Sleep Study: Identifying RSpec examples that are wasting time asleep

There are a lot of reasons why test suites for large applications become slow. One of them - errant sleep statements in your code - is easy to fix and, with the rspec-sleep_study gem, easy to find.

Any time you find a spec that takes a nice, round number of seconds to complete, you should immediately be suspicious. Especially when the code under test integrates with another service or makes any kind of network calls.

Top 4 slowest examples (40.14 seconds, 96.0% of total time):
  IntercomClient::post when an error is raised when it's a retryable error retries
    20.04 seconds ./spec/services/data/intercom_client_spec.rb:45
  IntercomClient::get when an error is raised when it's a retryable error retries
    20.01 seconds ./spec/services/data/intercom_client_spec.rb:23
  IntercomClient::get when an error is raised raises the error
    0.07472 seconds ./spec/services/data/intercom_client_spec.rb:17
  IntercomClient::post when an error is raised raises the error
    0.01893 seconds ./spec/services/data/intercom_client_spec.rb:39

Finished in 41.82 seconds (files took 8.88 seconds to load)
4 examples, 0 failures

This is usually a sign that you have a sleep somewhere in your code, and your specs are blocking while they wait for the sleeps to complete.

The solution to this is generally easy: you need to stub out the sleep statements or the sleep interval in your specs. But how do you find out which specs are blocking, and where, so that you can fix them? That's where Sleep Study comes in.

Sleep Study uses Ruby's TracePoint class to wrap every C function call and return executed by your code. If it detects a sleep function, it records the time spent sleeping and then prints a report showing you both the spec and the line(s) of code responsible.

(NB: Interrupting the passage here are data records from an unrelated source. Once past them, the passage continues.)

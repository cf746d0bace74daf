// src/error.rs

use std::path::PathBuf;
use thiserror::Error;

/// Failures raised while deriving versions from a repository.
#[derive(Error, Debug)]
pub enum Error {
    /// Any libgit2 failure: opening the repository, walking, resolving refs.
    #[error("git error: {0}")]
    Git(#[from] git2::Error),

    #[error("I/O error: {0}")]
    Io(#[from] std::io::Error),

    /// Scanning the project tree for subprojects failed.
    #[error("failed to scan for subprojects: {0}")]
    Walk(#[from] walkdir::Error),

    /// A tag match filter is not a valid glob.
    #[error("invalid tag filter '{pattern}': {source}")]
    InvalidFilter {
        pattern: String,
        #[source]
        source: glob::PatternError,
    },

    /// No tag reachable from HEAD satisfies the prefix and glob filters.
    #[error("no tag matches (tag prefix: '{prefix}', glob filters: [{filters}])")]
    NoMatchingTag { prefix: String, filters: String },

    #[error(
        "project directory {} must be inside the repository root {}",
        .project.display(),
        .root.display()
    )]
    ProjectOutsideRoot { root: PathBuf, project: PathBuf },

    /// HEAD points at a branch without commits.
    #[error("HEAD does not point to a commit")]
    UnbornHead,
}

pub type Result<T> = std::result::Result<T, Error>;
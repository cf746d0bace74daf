//! Throwaway git repositories for integration tests.

#![allow(dead_code)]

use git2::{Oid, Repository, RepositoryInitOptions, Signature, Time};
use std::fs;
use std::path::{Path, PathBuf};
use tempfile::TempDir;

pub struct TestRepo {
    pub dir: TempDir,
    pub repo: Repository,
    clock: i64,
}

impl TestRepo {
    /// An empty repository whose HEAD points at `main`.
    pub fn new() -> Self {
        let dir = TempDir::new().unwrap();
        let mut options = RepositoryInitOptions::new();
        options.initial_head("main");
        let repo = Repository::init_opts(dir.path(), &options).unwrap();
        TestRepo {
            dir,
            repo,
            clock: 1_700_000_000,
        }
    }

    pub fn path(&self) -> &Path {
        self.dir.path()
    }

    pub fn root(&self) -> PathBuf {
        self.dir.path().canonicalize().unwrap()
    }

    fn signature(&mut self) -> Signature<'static> {
        self.clock += 60;
        Signature::new("Test", "test@example.com", &Time::new(self.clock, 0)).unwrap()
    }

    pub fn write(&self, path: &str, contents: &str) {
        let full = self.dir.path().join(path);
        fs::create_dir_all(full.parent().unwrap()).unwrap();
        fs::write(full, contents).unwrap();
    }

    /// Writes each `(path, contents)` pair and commits them on HEAD.
    pub fn commit_files(&mut self, files: &[(&str, &str)], message: &str) -> Oid {
        self.commit_on_head(files, &[], message)
    }

    /// Commits `files` on HEAD with `other` as a second parent.
    pub fn merge(&mut self, other: Oid, files: &[(&str, &str)], message: &str) -> Oid {
        self.commit_on_head(files, &[other], message)
    }

    fn commit_on_head(&mut self, files: &[(&str, &str)], extra_parents: &[Oid], message: &str) -> Oid {
        let sig = self.signature();
        let mut index = self.repo.index().unwrap();
        for (path, contents) in files {
            self.write(path, contents);
            index.add_path(Path::new(path)).unwrap();
        }
        index.write().unwrap();
        let tree = self.repo.find_tree(index.write_tree().unwrap()).unwrap();

        let mut parents = match self.repo.head() {
            Ok(head) => vec![head.peel_to_commit().unwrap()],
            Err(_) => Vec::new(),
        };
        for id in extra_parents {
            parents.push(self.repo.find_commit(*id).unwrap());
        }
        let parents: Vec<&git2::Commit> = parents.iter().collect();
        self.repo
            .commit(Some("HEAD"), &sig, &sig, message, &tree, &parents)
            .unwrap()
    }

    pub fn commit(&mut self, path: &str, message: &str) -> Oid {
        let contents = format!("{message}\n");
        self.commit_files(&[(path, &contents)], message)
    }

    /// A commit on top of `parent` that HEAD does not see, e.g. for remote branches.
    pub fn commit_beside(&mut self, parent: Oid, message: &str) -> Oid {
        let sig = self.signature();
        let parent = self.repo.find_commit(parent).unwrap();
        let tree = parent.tree().unwrap();
        self.repo
            .commit(None, &sig, &sig, message, &tree, &[&parent])
            .unwrap()
    }

    /// Like [`commit_beside`](Self::commit_beside), but also sets the
    /// top-level `file` to `contents`.
    pub fn commit_beside_with(&mut self, parent: Oid, file: &str, contents: &str, message: &str) -> Oid {
        let sig = self.signature();
        let parent = self.repo.find_commit(parent).unwrap();
        let blob = self.repo.blob(contents.as_bytes()).unwrap();
        let mut builder = self.repo.treebuilder(Some(&parent.tree().unwrap())).unwrap();
        builder.insert(file, blob, 0o100644).unwrap();
        let tree = self.repo.find_tree(builder.write().unwrap()).unwrap();
        self.repo
            .commit(None, &sig, &sig, message, &tree, &[&parent])
            .unwrap()
    }

    pub fn tag(&self, name: &str, target: Oid) {
        let object = self.repo.find_object(target, None).unwrap();
        self.repo.tag_lightweight(name, &object, false).unwrap();
    }

    pub fn tag_annotated(&mut self, name: &str, target: Oid) {
        let sig = self.signature();
        let object = self.repo.find_object(target, None).unwrap();
        self.repo.tag(name, &object, &sig, name, false).unwrap();
    }

    pub fn remote_branch(&self, name: &str, target: Oid) {
        self.repo
            .reference(&format!("refs/remotes/{name}"), target, true, "test")
            .unwrap();
    }

    pub fn detach_head(&self, target: Oid) {
        self.repo.set_head_detached(target).unwrap();
    }
}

$ gem install rspec-sleep_study
$ rspec --format RSpec::SleepStudy spec/services/data/intercom_client_spec.rb

...

The following examples spent the most time in `sleep`:
  20.013 seconds: ./spec/services/data/intercom_client_spec.rb:23
    - 20.013 seconds: /opt/apps/vendor/ruby/2.5.0/gems/retryable-2.0.4/lib/retryable/configuration.rb:36
  20.001 seconds: ./spec/services/data/intercom_client_spec.rb:45
    - 20.001 seconds: /opt/apps/vendor/ruby/2.5.0/gems/retryable-2.0.4/lib/retryable/configuration.rb:36

Now we know that our specs are indeed blocking on sleep, and we have an idea of where to look in our code: somewhere in our client class we're calling Retryable.

def self.get(endpoint)
  Retryable.retryable(:tries => 5, :sleep => RETRY_SLEEP) do
    JSON.parse RestClient.get(endpoint, HEADERS)
  end
end

def self.post(endpoint, data)
  Retryable.retryable(:tries => 5, :sleep => RETRY_SLEEP) do
    JSON.parse RestClient.post(endpoint, data.to_json, HEADERS)
  end
end

And now that we've found that, we can make our specs run way faster by stubbing that RETRY_SLEEP constant:

before do
  stub_const("IntercomClient::RETRY_SLEEP", 0)
end
Top 4 slowest examples (0.08328 seconds, 4.3% of total time):
  IntercomClient::post when an error is raised raises the error
    0.0358 seconds ./spec/services/data/intercom_client_spec.rb:39
  IntercomClient::get when an error is raised when it's a retryable error retries
    0.02302 seconds ./spec/services/data/intercom_client_spec.rb:23
  IntercomClient::get when an error is raised raises the error
    0.0135 seconds ./spec/services/data/intercom_client_spec.rb:17
  IntercomClient::post when an error is raised when it's a retryable error retries
    0.01096 seconds ./spec/services/data/intercom_client_spec.rb:45

Finished in 1.94 seconds (files took 7.54 seconds to load)
4 examples, 0 failures

40 seconds shaved off our build time with a one-line change!

It's important to note that putting trace points around every single C function isn't free, and Sleep Study WILL make your specs run more slowly. Only use it once in a while to find new sleeps that have snuck into your code. Stub those sleeps out, open a PR showing how much faster you made your tests, and then do a victory lap around the office and collect your high fives.